The timing matters. Mayor Karen Bass's Inside Safe program has pushed dozens of city departments — from the Los Angeles Housing Department on Figueroa Street to the Bureau of Sanitation — onto shared cloud platforms since 2023. Every new system integration drags duplicate files into fresh databases. What starts as a storage bill problem compounds into a retrieval problem: when field workers in the field near Skid Row or MacArthur Park pull up case files on mobile devices, redundant image records slow load times and, in at least some documented instances flagged in city IT notes, surface the wrong version of a property assessment or encampment photo.

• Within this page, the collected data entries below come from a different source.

//! Public protocol structs for WebSocket and HTTP endpoints (serde ready).
//! Domain payloads (`QuizQuestion`, `Player`, ...) serialize as-is; this module
//! only adds request bodies, small wrappers, and the WebSocket envelopes.

use serde::{Deserialize, Serialize};

use crate::domain::{LeaderboardEntry, Location, Player, QuizQuestion, ScoreUpdateResult};

/// Messages the client can send over WebSocket.
#[derive(Debug, Deserialize)]
#[serde(tag = "type", rename_all = "snake_case")]
pub enum ClientWsMessage {
    Ping,
    NewQuestion,
    VerifyAnswer {
        question_id: i64,
        answer_id: i64,
    },
    RegisterPlayer {
        player_name: String,
    },
    GetPlayer {
        #[serde(default)]
        player_name: Option<String>,
        #[serde(default)]
        referral_code: Option<String>,
    },
    SubmitScore {
        player_name: String,
        score: i64,
    },
    Leaderboard {
        #[serde(default)]
        limit: Option<usize>,
    },
}

/// Messages the server sends back over WebSocket.
#[derive(Debug, Serialize)]
#[serde(tag = "type", rename_all = "snake_case")]
pub enum ServerWsMessage {
    Pong,
    Question {
        question: QuizQuestion,
    },
    AnswerResult {
        is_correct: bool,
    },
    Player {
        player: Player,
    },
    ScoreResult {
        result: ScoreUpdateResult,
    },
    Leaderboard {
        entries: Vec<LeaderboardEntry>,
    },
    Error {
        kind: &'static str,
        message: String,
    },
}

//
// HTTP request/response DTOs
//

#[derive(Debug, Deserialize)]
pub struct PlayerCreate {
    pub player_name: String,
}

#[derive(Debug, Deserialize)]
pub struct ScoreUpdate {
    pub player_name: String,
    pub score: i64,
}

#[derive(Debug, Deserialize)]
pub struct LeaderboardQuery {
    pub limit: Option<usize>,
}

#[derive(Debug, Serialize, Deserialize)]
pub struct VerifyOut {
    pub is_correct: bool,
}

/// Full location dump for the admin listing.
pub type LocationsOut = Vec<Location>;

#[derive(Serialize)]
pub struct HealthOut {
    pub ok: bool,
}

#[derive(Debug, Serialize, Deserialize)]
pub struct ErrorOut {
    pub detail: String,
}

What the Numbers Actually Show
Storage costs for unstructured data — a category that includes photos, scanned documents, and video stills — run roughly $0.023 per gigabyte per month on the cloud tiers the city currently uses, based on publicly listed enterprise rates for the platforms in use. That sounds trivial until the scale registers. The Los Angeles Department of Building and Safety alone ingested more than 2.1 million inspection images between January 2020 and December 2025, a period that included both the COVID-era permit backlog and the post-Eaton and Palisades fires rebuilding surge. Deduplication tools tested on a subset of that library in a March 2026 pilot found roughly 38 percent of files were redundant at the byte level, meaning they were pixel-for-pixel identical copies stored under different filenames or case numbers.

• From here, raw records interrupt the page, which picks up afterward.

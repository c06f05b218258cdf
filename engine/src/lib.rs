//! Keep a local view of an election ledger in sync and gate one-time actions on it.
//!
//! # Overview
//!
//! The election itself lives on a remote contract (the ledger): an administrator registers
//! candidates and voters, authorized voters cast one vote each, and a winner is declared once
//! voting closes. The ledger is authoritative but slow, fallible and eventually consistent.
//! This crate keeps a [Session] that mirrors it and decides, from that mirror, what the
//! connected account may do next.
//!
//! The [Engine] composes the following components, each usable on its own:
//!
//! - [gateway::Gateway]: typed reads and confirmed writes against the contract, with failure
//!   classification and normalization of loosely-typed replies.
//! - [roster::Cache]: candidate and voter snapshots, refreshed atomically.
//! - [eligibility::Eligibility]: the connected account's voting state.
//! - [lifecycle::Controller]: voting window, countdown and at-most-once winner declaration.
//! - [connection::Manager]: wallet discovery and authorization.
//! - [upload::Coordinator]: pass-through to the content-addressed upload service.
//!
//! Every failure ends up in the session's single error slot (see [session::Report]) as
//! a human-readable message; none of them panic the engine.
//!
//! # Example
//!
//! ```rust
//! use ballot_engine::{mocks, Address, Engine, Phase};
//! use commonware_runtime::{deterministic, Runner};
//!
//! let executor = deterministic::Runner::default();
//! executor.start(|context| async move {
//!     let organizer = Address::from(mocks::ORGANIZER);
//!     let ledger = mocks::Ledger::new(
//!         context.clone(),
//!         Address::from(mocks::CONTRACT),
//!         organizer.clone(),
//!     );
//!     let wallet = mocks::Wallet::authorized(vec![organizer.to_string()]);
//!     let engine = Engine::new(
//!         context,
//!         &mocks::config(),
//!         ledger,
//!         wallet,
//!         mocks::Endpoint::default(),
//!     );
//!
//!     engine.initialize().await.unwrap();
//!     assert_eq!(engine.account(), Some(organizer));
//!     assert!(engine.candidates().is_empty());
//!     assert_eq!(engine.phase(), Phase::Open);
//! });
//! ```

pub mod config;
pub mod connection;
mod engine;
pub mod eligibility;
pub mod gateway;
pub mod lifecycle;
pub mod mocks;
pub mod roster;
pub mod session;
mod types;
pub mod upload;

pub use config::{Config, ConfigError};
pub use eligibility::Eligibility;
pub use engine::Engine;
pub use lifecycle::Phase;
pub use session::Session;
pub use upload::{Endpoint, HttpEndpoint};
pub use types::{
    Account, Address, Candidate, CandidateForm, Confirmation, ElectionState, Keyed, Voter,
    VoterForm,
};

use thiserror::Error;

/// Errors that can occur when interacting with the ledger, the wallet or the upload service.
#[derive(Error, Debug, Clone, PartialEq, Eq)]
pub enum Error {
    #[error("configuration error: {0}")]
    Config(#[from] ConfigError),
    #[error("no wallet available: install or enable a wallet")]
    WalletUnavailable,
    #[error("contract not deployed or wrong contract: {0}")]
    NotDeployedOrWrongContract(String),
    #[error("request rejected by user")]
    UserRejected,
    #[error("transaction reverted: {0}")]
    Reverted(String),
    #[error("upload failed: {0}")]
    Upload(String),
    #[error("unknown error: {0}")]
    Unknown(String),
}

The Los Angeles County Assessor's Office, which manages a separate but frequently cross-referenced database of property imagery covering all 88 cities in the county, ran its own internal review in late 2025. The review, described in a public records request response obtained by this newspaper, identified more than 900,000 image files flagged for potential deduplication review across the parcel photo archive. No cost figure was attached to that finding in the public records response.
City IT administrators have pointed to three compounding factors. First, legacy software used by departments including the Los Angeles Fire Department's pre-incident planning unit stored images with automatic date-stamp renaming, generating new filenames for copies pulled from shared drives. Second, during the wildfire emergency declarations of early 2025, multiple agencies downloaded and re-uploaded the same aerial survey images from the county's GIS portal on Spring Street, multiplying copies across jurisdictions. Third, the migration to a new enterprise content management system, contracted through the city's ITA and partially funded under a $47 million digital modernization budget line approved by the City Council in fiscal year 2024-25, has not yet included a deduplication pass as a contractual deliverable.

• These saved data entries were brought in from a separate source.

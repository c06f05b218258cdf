//! Records mirrored from the ledger.

use serde::{Deserialize, Serialize};
use std::{
    cmp::Ordering,
    fmt,
    hash::{Hash, Hasher},
};

/// An opaque ledger identifier (contract, wallet, candidate or voter).
///
/// Addresses are compared, hashed and ordered without regard to ASCII case, so a
/// checksummed address and its lowercase form are the same [Address].
#[derive(Clone, Debug, Default, Serialize, Deserialize)]
#[serde(transparent)]
pub struct Address(String);

/// The address of the connected wallet.
pub type Account = Address;

impl Address {
    /// Wrap a raw identifier, trimming surrounding whitespace.
    pub fn new(raw: impl Into<String>) -> Self {
        let raw = raw.into();
        let trimmed = raw.trim();
        if trimmed.len() == raw.len() {
            return Self(raw);
        }
        Self(trimmed.to_string())
    }

    pub fn as_str(&self) -> &str {
        &self.0
    }

    pub fn is_empty(&self) -> bool {
        self.0.is_empty()
    }

    /// Returns true if the address is `0x` followed by 40 hex digits.
    pub fn is_well_formed(&self) -> bool {
        let Some(digits) = self
            .0
            .strip_prefix("0x")
            .or_else(|| self.0.strip_prefix("0X"))
        else {
            return false;
        };
        digits.len() == 40 && digits.bytes().all(|b| b.is_ascii_hexdigit())
    }

    /// Returns true if the address is the all-zero address (an unset slot on the ledger).
    pub fn is_zero(&self) -> bool {
        self.is_well_formed() && self.0[2..].bytes().all(|b| b == b'0')
    }

    /// Abbreviated form for logs (`0x5FbDB2...180aa3`).
    pub fn short(&self) -> String {
        let chars = self.0.chars().count();
        if chars <= 14 {
            return self.0.clone();
        }
        let head: String = self.0.chars().take(8).collect();
        let tail: String = self.0.chars().skip(chars - 6).collect();
        format!("{head}...{tail}")
    }
}

impl PartialEq for Address {
    fn eq(&self, other: &Self) -> bool {
        self.0.eq_ignore_ascii_case(&other.0)
    }
}

impl Eq for Address {}

impl Hash for Address {
    fn hash<H: Hasher>(&self, state: &mut H) {
        for b in self.0.bytes() {
            state.write_u8(b.to_ascii_lowercase());
        }
        state.write_u8(0xff);
    }
}

impl Ord for Address {
    fn cmp(&self, other: &Self) -> Ordering {
        let left = self.0.bytes().map(|b| b.to_ascii_lowercase());
        let right = other.0.bytes().map(|b| b.to_ascii_lowercase());
        left.cmp(right)
    }
}

impl PartialOrd for Address {
    fn partial_cmp(&self, other: &Self) -> Option<Ordering> {
        Some(self.cmp(other))
    }
}

impl fmt::Display for Address {
    fn fmt(&self, f: &mut fmt::Formatter<'_>) -> fmt::Result {
        f.write_str(&self.0)
    }
}

impl From<&str> for Address {
    fn from(raw: &str) -> Self {
        Self::new(raw)
    }
}

impl From<String> for Address {
    fn from(raw: String) -> Self {
        Self::new(raw)
    }
}

/// A record identified by its ledger address.
pub trait Keyed {
    fn address(&self) -> &Address;
}

/// A registered candidate.
#[derive(Clone, Debug, PartialEq, Eq)]
pub struct Candidate {
    pub age: String,
    pub name: String,
    /// Sequence number assigned by the ledger (not stable across redeploys).
    pub candidate_id: u64,
    pub image_url: String,
    pub vote_count: u64,
    pub metadata_url: String,
    pub address: Address,
}

impl Keyed for Candidate {
    fn address(&self) -> &Address {
        &self.address
    }
}

/// An authorized voter.
#[derive(Clone, Debug, PartialEq, Eq)]
pub struct Voter {
    pub voter_id: u64,
    pub name: String,
    pub image_url: String,
    pub address: Address,
    pub allowed: bool,
    pub voted: bool,
}

impl Keyed for Voter {
    fn address(&self) -> &Address {
        &self.address
    }
}

/// Election window and result as last read from the ledger.
#[derive(Clone, Debug, Default, PartialEq, Eq)]
pub struct ElectionState {
    /// Unix seconds at which voting closes (0 when unset).
    pub voting_end_time: u64,
    pub winner_declared: bool,
    pub winner_name: String,
}

impl ElectionState {
    /// Fold a newer ledger reading into this state.
    ///
    /// A declared winner is never undone and a set end time is never unset.
    pub fn merge(&mut self, next: ElectionState) {
        if next.voting_end_time != 0 {
            self.voting_end_time = next.voting_end_time;
        }
        if self.winner_declared && !next.winner_declared {
            return;
        }
        self.winner_declared = next.winner_declared;
        self.winner_name = next.winner_name;
    }
}

/// Administrator input for registering a candidate.
#[derive(Clone, Debug)]
pub struct CandidateForm {
    pub address: Address,
    pub name: String,
    pub age: String,
    pub image_url: String,
}

/// Administrator input for authorizing a voter.
#[derive(Clone, Debug)]
pub struct VoterForm {
    pub address: Address,
    pub name: String,
    pub position: String,
    pub image_url: String,
}

/// Receipt of a confirmed ledger transaction.
#[derive(Clone, Debug, PartialEq, Eq)]
pub struct Confirmation {
    pub hash: String,
    pub block: u64,
}

#[cfg(test)]
mod tests {
    use super::*;
    use std::collections::HashSet;

    #[test]
    fn test_address_case_insensitive() {
        let lower = Address::from("0xabcdef0000000000000000000000000000000001");
        let mixed = Address::from("0xABCdef0000000000000000000000000000000001");
        assert_eq!(lower, mixed);
        assert_eq!(lower.cmp(&mixed), Ordering::Equal);

        let mut set = HashSet::new();
        set.insert(lower);
        assert!(!set.insert(mixed));
    }

    #[test]
    fn test_address_shape() {
        assert!(Address::from("0x5FbDB2315678afecb367f032d93F642f64180aa3").is_well_formed());
        assert!(!Address::from("0x5FbDB2315678afecb367f032d93F642f64180aa").is_well_formed());
        assert!(!Address::from("5FbDB2315678afecb367f032d93F642f64180aa3").is_well_formed());
        assert!(!Address::from("0xZZbDB2315678afecb367f032d93F642f64180aa3").is_well_formed());
        assert!(Address::from("0x0000000000000000000000000000000000000000").is_zero());
        assert_eq!(Address::from("  0xab  ").as_str(), "0xab");
        assert_eq!(
            Address::from("0x5FbDB2315678afecb367f032d93F642f64180aa3").short(),
            "0x5FbDB2...180aa3"
        );
    }

    #[test]
    fn test_address_short_non_ascii() {
        // Multi-byte characters straddle the byte offsets of the abbreviation
        let address = Address::from("0xé€ü日本語アドレスの末尾ですよ");
        assert_eq!(address.short(), "0xé€ü日本語...の末尾ですよ");
        assert!(!address.is_well_formed());

        let address = Address::from("0x€€€€€€€€€€€€");
        assert_eq!(address.short(), "0x€€€€€€€€€€€€");
    }

    #[test]
    fn test_election_merge_is_monotonic() {
        let mut state = ElectionState::default();
        state.merge(ElectionState {
            voting_end_time: 100,
            winner_declared: true,
            winner_name: "Ada".into(),
        });
        state.merge(ElectionState::default());
        assert_eq!(state.voting_end_time, 100);
        assert!(state.winner_declared);
        assert_eq!(state.winner_name, "Ada");
    }
}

The Path to Cleanup — and What It Costs to Do Nothing
Deduplication software licenses for an enterprise deployment at L.A.'s scale typically run between $180,000 and $400,000 annually, based on pricing structures published by vendors currently on the city's approved procurement list. A one-time remediation project — identifying, flagging, and archiving confirmed duplicates across the primary municipal cloud environment — is estimated internally at between six and nine months of engineering time, according to the project scope language in the ITA's 2026-27 budget request documents.
Practically, the stakes extend beyond cost-per-gigabyte math. As the city builds out the technology backbone for 2028 Olympic venue coordination — with major facilities at venues from SoFi Stadium in Inglewood to the Los Angeles Memorial Coliseum — bloated image databases will interact with new permitting, credentialing, and security systems. Agencies that have not cleaned up duplicate records before those integrations go live risk inheriting the problem at Olympic scale. City technology managers are expected to present a deduplication roadmap to the Council's Ad Hoc Committee on 2028 Olympic and Paralympic Games before September.